Johannes Kepler (1571–1630) was, to say the least, a pretty smart guy... in fact, some say he was almost as smart as me. Without the aid of even a dollar-store calculator, he established the physical laws that describe the motion of planets through the heavens. His work predated and inspired Isaac Newton’s development of the theory of universal gravitation.
It’s therefore only fitting that Kepler’s name is attached to the NASA spacecraft whose sole purpose is to find planets outside our solar system. Since its launch in 2009, data from Kepler has helped scientists to identify over 1,000 planets (called exoplanets) orbiting stars far off in the Milky Way galaxy. This past week, the Kepler telescope's successor TESS was launched, ready to pick up even more data, including the possibility of directly imaging (!!!!) of exoplanets.
How to Find an Exoplanet
The concept behind finding exoplanets is simple: Take a picture of a particular patch of sky every 30 minutes for several years, and check for changes in the brightness of each star. Periodic dips in brightness may mean that a planet is passing in front of the star, blocking some of its light. Do some further analysis to ensure it’s not the result of instrument noise, binary stars, or other sources of error, and voilà—you’ve found an exoplanet. (Sadly, unlike with comets, you don’t get to name it after yourself.) The data can even help identify whether it’s rocky or gaseous, the approximate surface temperature, and how long it takes to orbit around its star.
In practice, it’s not that simple—it’s been compared to finding a firefly next to a searchlight from thousands of miles away. The main problem lies in the amount of data that must be processed. Kepler has observed over 200,000 stars. There's tons of data to sift through. And each potential exoplanet exhibits different data characteristics—there’s no single pattern that says “here’s a planet.”
It’s exactly the sort of thing that artificial neural networks are really good at.
Google’s AI Exoplanet Finder
Last year, Chris Shallue, an artificial intelligence (AI) researcher at Google, collaborated with University of Texas at Austin astrophysicist Andrew Vanderburg to develop an AI-based tool to help find likely exoplanets in the Kepler data.
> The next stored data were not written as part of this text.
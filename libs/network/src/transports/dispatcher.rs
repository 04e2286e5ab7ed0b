//! Transport Worker Dispatcher
//!
//! Demultiplexes one physical transport into per-peer sessions. The worker
//! table organizes itself from observed traffic: the first bytes from, or the
//! first message to, an unknown peer create its session. Inserting is
//! idempotent, so explicit setup and first-data-arrival may both "ensure" a
//! worker without coordinating.
//!
//! The dispatcher does not lock. It is driven by the single task that owns
//! the transport; cross-thread callers must bring their own synchronization.

use super::{ApplicationFactory, ResolveListener, TransportContext, TransportWorker};
use crate::error::{Result, Sec, TransportError};
use crate::identity::PeerId;
use crate::message::EndpointMessage;
use routing_config::DispatcherSettings;
use std::collections::HashMap;
use tracing::{debug, warn};

/// Worker type produced for factory `F` and key `K`
pub type WorkerOf<F, K> = TransportWorker<<F as ApplicationFactory>::Application, K>;

/// Routes transport events to the session owning each peer
pub struct TransportWorkerDispatcher<F: ApplicationFactory, K: PeerId> {
    factory: F,
    workers: HashMap<K, WorkerOf<F, K>>,
    /// Timeout id -> peer whose session registered it
    timeouts: HashMap<u64, K>,
}

impl<F, K> std::fmt::Debug for TransportWorkerDispatcher<F, K>
where
    F: ApplicationFactory,
    K: PeerId,
{
    fn fmt(&self, f: &mut std::fmt::Formatter<'_>) -> std::fmt::Result {
        f.debug_struct("TransportWorkerDispatcher")
            .field("workers", &self.workers.len())
            .field("pending_timeouts", &self.timeouts.len())
            .finish()
    }
}

impl<F, K> TransportWorkerDispatcher<F, K>
where
    F: ApplicationFactory,
    K: PeerId,
{
    pub fn new(factory: F) -> Self {
        Self::with_settings(factory, &DispatcherSettings::default())
    }

    pub fn with_settings(factory: F, settings: &DispatcherSettings) -> Self {
        Self {
            factory,
            workers: HashMap::with_capacity(settings.worker_capacity),
            timeouts: HashMap::new(),
        }
    }

    /// Initialize every worker that has not been initialized yet
    pub fn init<T: TransportContext<K>>(&mut self, transport: &mut T) -> Result<()> {
        for worker in self.workers.values_mut() {
            worker.ensure_init(transport)?;
        }
        Ok(())
    }

    /// Ensure a session exists for `peer`.
    ///
    /// Returns the existing worker untouched if there is one; the factory runs
    /// only for previously unseen peers.
    pub fn add_new_worker(&mut self, peer: K) -> &mut WorkerOf<F, K> {
        let factory = &mut self.factory;
        self.workers.entry(peer).or_insert_with_key(|peer| {
            debug!(?peer, "Creating transport worker");
            TransportWorker::new(factory.make(), peer.clone())
        })
    }

    /// Route bytes received from `peer` to its session, creating it if needed
    pub fn handle_data<T: TransportContext<K>>(
        &mut self,
        transport: &mut T,
        data: &[u8],
        peer: &K,
    ) -> Result<()> {
        let worker = self.add_new_worker(peer.clone());
        worker.handle_data(transport, data).map_err(|e| {
            debug!(?peer, category = e.category(), "Session rejected inbound data: {}", e);
            e
        })
    }

    /// Route an outbound message to the session of its destination
    pub fn write_message<T: TransportContext<K>>(
        &mut self,
        transport: &mut T,
        message: EndpointMessage,
    ) -> Result<()> {
        let Some(peer) = K::destination(&message) else {
            return Err(TransportError::protocol(format!(
                "message {} carries no destination for this transport",
                message.id
            )));
        };
        self.add_new_worker(peer).write_message(transport, message)
    }

    /// Forward a path lookup to the session of `peer`.
    ///
    /// Lookups never create sessions; an unknown peer is reported to the
    /// listener as a resolution error.
    pub fn resolve<T: TransportContext<K>>(
        &mut self,
        transport: &mut T,
        peer: &K,
        path: &str,
        listener: ResolveListener,
    ) {
        match self.workers.get_mut(peer) {
            Some(worker) => worker.resolve(transport, path, listener),
            None => {
                let _ = listener.send(Err(TransportError::resolution(
                    format!("could not resolve '{}': no session", path),
                    Some(peer as &dyn std::fmt::Debug),
                )));
            }
        }
    }

    /// Record that timeout `timeout_id` belongs to the session of `peer`
    pub fn set_timeout(&mut self, timeout_id: u64, peer: K) {
        self.timeouts.insert(timeout_id, peer);
    }

    /// Deliver a fired timeout to its owner, once
    pub fn timeout<T: TransportContext<K>>(&mut self, transport: &mut T, kind: &str, timeout_id: u64) {
        let Some(peer) = self.timeouts.remove(&timeout_id) else {
            debug!(timeout_id, kind, "Ignoring unknown timeout");
            return;
        };
        match self.workers.get_mut(&peer) {
            Some(worker) => worker.timeout(transport, kind, timeout_id),
            None => debug!(timeout_id, ?peer, "Timeout owner already gone"),
        }
    }

    /// Notify every session of a transport-wide error
    pub fn handle_error(&mut self, code: Sec) {
        warn!(%code, sessions = self.workers.len(), "Broadcasting transport error");
        for worker in self.workers.values_mut() {
            worker.handle_error(code);
        }
    }

    /// Drop the session of a departed peer along with its pending timeouts
    pub fn remove_worker(&mut self, peer: &K) -> bool {
        let removed = self.workers.remove(peer).is_some();
        if removed {
            self.timeouts.retain(|_, owner| owner != peer);
            debug!(?peer, "Removed transport worker");
        }
        removed
    }

    pub fn find_worker(&self, peer: &K) -> Option<&WorkerOf<F, K>> {
        self.workers.get(peer)
    }

    pub fn find_worker_mut(&mut self, peer: &K) -> Option<&mut WorkerOf<F, K>> {
        self.workers.get_mut(peer)
    }

    pub fn contains(&self, peer: &K) -> bool {
        self.workers.contains_key(peer)
    }

    pub fn len(&self) -> usize {
        self.workers.len()
    }

    pub fn is_empty(&self) -> bool {
        self.workers.is_empty()
    }

    /// Known peers in key order
    pub fn peers(&self) -> Vec<K> {
        let mut peers: Vec<K> = self.workers.keys().cloned().collect();
        peers.sort();
        peers
    }

    pub fn factory(&self) -> &F {
        &self.factory
    }
}
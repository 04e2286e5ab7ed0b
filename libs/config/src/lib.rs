//! # Routing Configuration
//!
//! Typed settings for the transport worker dispatcher and the remote group
//! module, plus the tracing bootstrap used by the processes embedding them.
//!
//! ## Usage
//!
//! ```rust,no_run
//! use routing_config::{init_tracing, RoutingConfig};
//!
//! let config = RoutingConfig::load(None).unwrap();
//! init_tracing(&config.logging);
//! assert!(config.groups.max_pending_messages > 0);
//! ```

pub mod logging;
pub mod routing_config;

// Re-export commonly used types
pub use logging::init_tracing;
pub use routing_config::{DispatcherSettings, GroupSettings, LogSettings, RoutingConfig, ENV_PREFIX};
They designed a machine learning model for the task in TensorFlow and trained it using Kepler data for confirmed exoplanets (as well as data confirmed not to indicate any exoplanets). In the process, the system learned to distinguish data patterns caused by planets from similar patterns caused by other things, such as normal instrument noise.
The team then tested the system using known data it had never encountered before. The system correctly distinguished planets from non-planets 96 percent of the time.
After the testing, they set their system to work on Kepler data from 670 stars for which previous research had already found at least one exoplanet. The system discovered two new exoplanets, one of which (known as Kepler 90i) brought its solar system’s planet total to eight—as many as are known to be in our own solar system, and the most exoplanets ever to be found orbiting a single star.
Shallue and Vanderburg have made their model available for others to use on Kepler data. Similar machine-learning models could be brought to bear on data from other instruments, both space- and Earth-based, in the search for exoplanets.
Where to From Here?
From the exoplanets discovered so far, about one in five of the stars examined have Earth-like planets orbiting in the “habitable zone,” meaning the right distance from the star to support life. By extrapolating the data, scientists estimate there may be 11 billion planets in our galaxy alone that have conditions to support life in some form. And that’s to say nothing of the millions of other galaxies populating the universe. That’s a lot of potential vacation spots.
However, there are some things that the Kepler data can’t tell us, such as whether a given exoplanet has a protective atmosphere like ours, water oceans, or a tilted axis that causes seasons. And of course, Kepler can’t tell us if any of these faraway planets are inhabited.
Could machine learning be used to discover life on other planets? Probably not using the exoplanet data we have today. But there are other large data sets from various astronomical instruments, such as radio telescopes, in which evidence of extraterrestrial life may be hiding. If we can train a machine learning system on what to look for in the data, we might be in for some interesting discoveries.